CENTRA TU ATENCIÓN EN EL PRESENTE

  • Colócate en una postura cómoda, en el suelo acostado/o o sentado/a.
  • Nota tu respiración natural, presta atención cuando inhalas y cuando exhalas. No fuerces el ritmo, nota tu respiración tal cual es.
  • Coloca una mano sobre tu pecho y otra sobre tu abdomen y siente el movimiento del aire al pasar, deja que sea un movimiento suave y ondulante.
  • Cierra los ojos si es cómodo para ti (puedes tenerlos suavemente entreabiertos).
  • Siente las sensaciones de tu cuerpo, recorriéndolo mentalmente desde tus pies a tu cabeza.

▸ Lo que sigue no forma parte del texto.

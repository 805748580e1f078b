#[cfg(feature = "cli")]
pub mod cli;
pub mod lambda;
pub mod toml_config;

#[cfg(feature = "cli")]
pub use cli::CliConfig;
pub use lambda::LambdaConfig;
pub use toml_config::ServerConfig;

use crate::core::ConfigProvider;
use crate::utils::error::Result;
use crate::utils::validation::{validate_bind_address, validate_database_url, validate_range, Validate};

pub const DEFAULT_DATABASE_URL: &str = "sqlite://tinywebdb.db?mode=rwc";
pub const DEFAULT_BIND: &str = "127.0.0.1:8787";
pub const DEFAULT_MAX_CONNECTIONS: u32 = 5;
pub const DEFAULT_MAX_BODY_BYTES: usize = 1024 * 1024;

/// Resolved settings for the local server: command line over file over defaults.
#[derive(Debug, Clone, PartialEq)]
pub struct ServerSettings {
    pub bind: String,
    pub database_url: String,
    pub max_connections: u32,
    /// 超過此大小的請求 body 會得到 500
    pub max_body_bytes: usize,
}

impl ServerSettings {
    /// `overrides` (usually built from the command line) win over `file`.
    pub fn merge(file: Option<ServerConfig>, overrides: ServerConfig) -> Self {
        let file = file.unwrap_or_default();
        Self {
            bind: overrides
                .server
                .bind
                .or(file.server.bind)
                .unwrap_or_else(|| DEFAULT_BIND.to_string()),
            database_url: overrides
                .database
                .url
                .or(file.database.url)
                .unwrap_or_else(|| DEFAULT_DATABASE_URL.to_string()),
            max_connections: overrides
                .database
                .max_connections
                .or(file.database.max_connections)
                .unwrap_or(DEFAULT_MAX_CONNECTIONS),
            max_body_bytes: overrides
                .server
                .max_body_bytes
                .or(file.server.max_body_bytes)
                .unwrap_or(DEFAULT_MAX_BODY_BYTES),
        }
    }
}

impl Default for ServerSettings {
    fn default() -> Self {
        Self::merge(None, ServerConfig::default())
    }
}

impl ConfigProvider for ServerSettings {
    fn database_url(&self) -> &str {
        &self.database_url
    }

    fn max_connections(&self) -> u32 {
        self.max_connections
    }
}

impl Validate for ServerSettings {
    fn validate(&self) -> Result<()> {
        validate_bind_address("server.bind", &self.bind)?;
        validate_database_url("database.url", &self.database_url)?;
        validate_range("database.max_connections", self.max_connections, 1, 100)?;
        validate_range("server.max_body_bytes", self.max_body_bytes, 1024, 64 * 1024 * 1024)?;
        Ok(())
    }
}
use crate::config::toml_config::{DatabaseSection, ServerSection};
use crate::config::{ServerConfig, ServerSettings};
use crate::utils::error::Result;
use clap::Parser;
use std::path::PathBuf;

#[derive(Debug, Clone, Parser)]
#[command(name = "tinywebdb-edge")]
#[command(about = "TinyWebDB server backed by SQLite")]
pub struct CliConfig {
    /// Path to a TOML configuration file
    #[arg(short, long)]
    pub config: Option<PathBuf>,

    /// SQLite database URL, e.g. sqlite://tinywebdb.db?mode=rwc
    #[arg(long)]
    pub database_url: Option<String>,

    /// Address to listen on
    #[arg(long)]
    pub bind: Option<String>,

    /// Maximum number of pooled database connections
    #[arg(long)]
    pub max_connections: Option<u32>,

    /// Largest accepted request body in bytes
    #[arg(long)]
    pub max_body_bytes: Option<usize>,

    #[arg(short, long, help = "Enable verbose output")]
    pub verbose: bool,
}

impl CliConfig {
    pub fn resolve(&self) -> Result<ServerSettings> {
        let file = match &self.config {
            Some(path) => {
                tracing::info!("📁 Loading configuration from: {}", path.display());
                Some(ServerConfig::from_file(path)?)
            }
            None => None,
        };

        let overrides = ServerConfig {
            server: ServerSection {
                bind: self.bind.clone(),
                max_body_bytes: self.max_body_bytes,
            },
            database: DatabaseSection {
                url: self.database_url.clone(),
                max_connections: self.max_connections,
            },
        };

        Ok(ServerSettings::merge(file, overrides))
    }
}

Siente las partes de tu cuerpo que están más relajadas y suaves, y las áreas que guardan tensión o molestias. Nótalo sin cambiarlo.
  • Une tu mente (tu atención) con lo que está pasando en este momento en tu cuerpo, presta atención al “ahora”.

RESPIRACIÓN

  • Inhala y exhala por la nariz (al menos que necesites hacerlo por la boca por algún motivo)
  • Empieza a contar la duración de tu inhalación y exhalación
  • Poco a poco intenta contar mentalmente hasta cuatro al inhalar y hasta cuatro al exhalar.
  • Siente el efecto de la respiración en tu cuerpo y en el estado de tu mente.

MOVIMIENTO

  • Empieza a activar tu cuerpo con movimientos progresivos, empieza por los dedos de los pies y continúa lentamente hasta la cabeza.
  • Céntrate en las articulaciones principales del cuerpo: tobillos, rodillas, caderas, hombros, muñecas, cuello, etc.
  • Experimenta con movimientos variados: círculos, de lado a lado, etc.
  • Realiza estiramientos suaves que conozcas, lo principal es notar el efecto que tiene casa movimiento y estiramiento.
  • Si ya practicas yoga u otra rutina de movimiento, realiza las posturas que conozcas y que sabes te sientan bien.

RELAJACIÓN FINAL

  • Cuando termines tu rutina (no importa cuanto tiempo hayas dedicado) permítete notar el efecto que ha tenido en ti.
  • Si te has movido de manera intensa y durante casi una hora, conviene tumbarte de cinco a diez minutos para dejar que el cuerpo vuelva a la calma.

Practica siempre que puedas, recuerda que no hace falta más que cinco minutos si no dispones de más tiempo.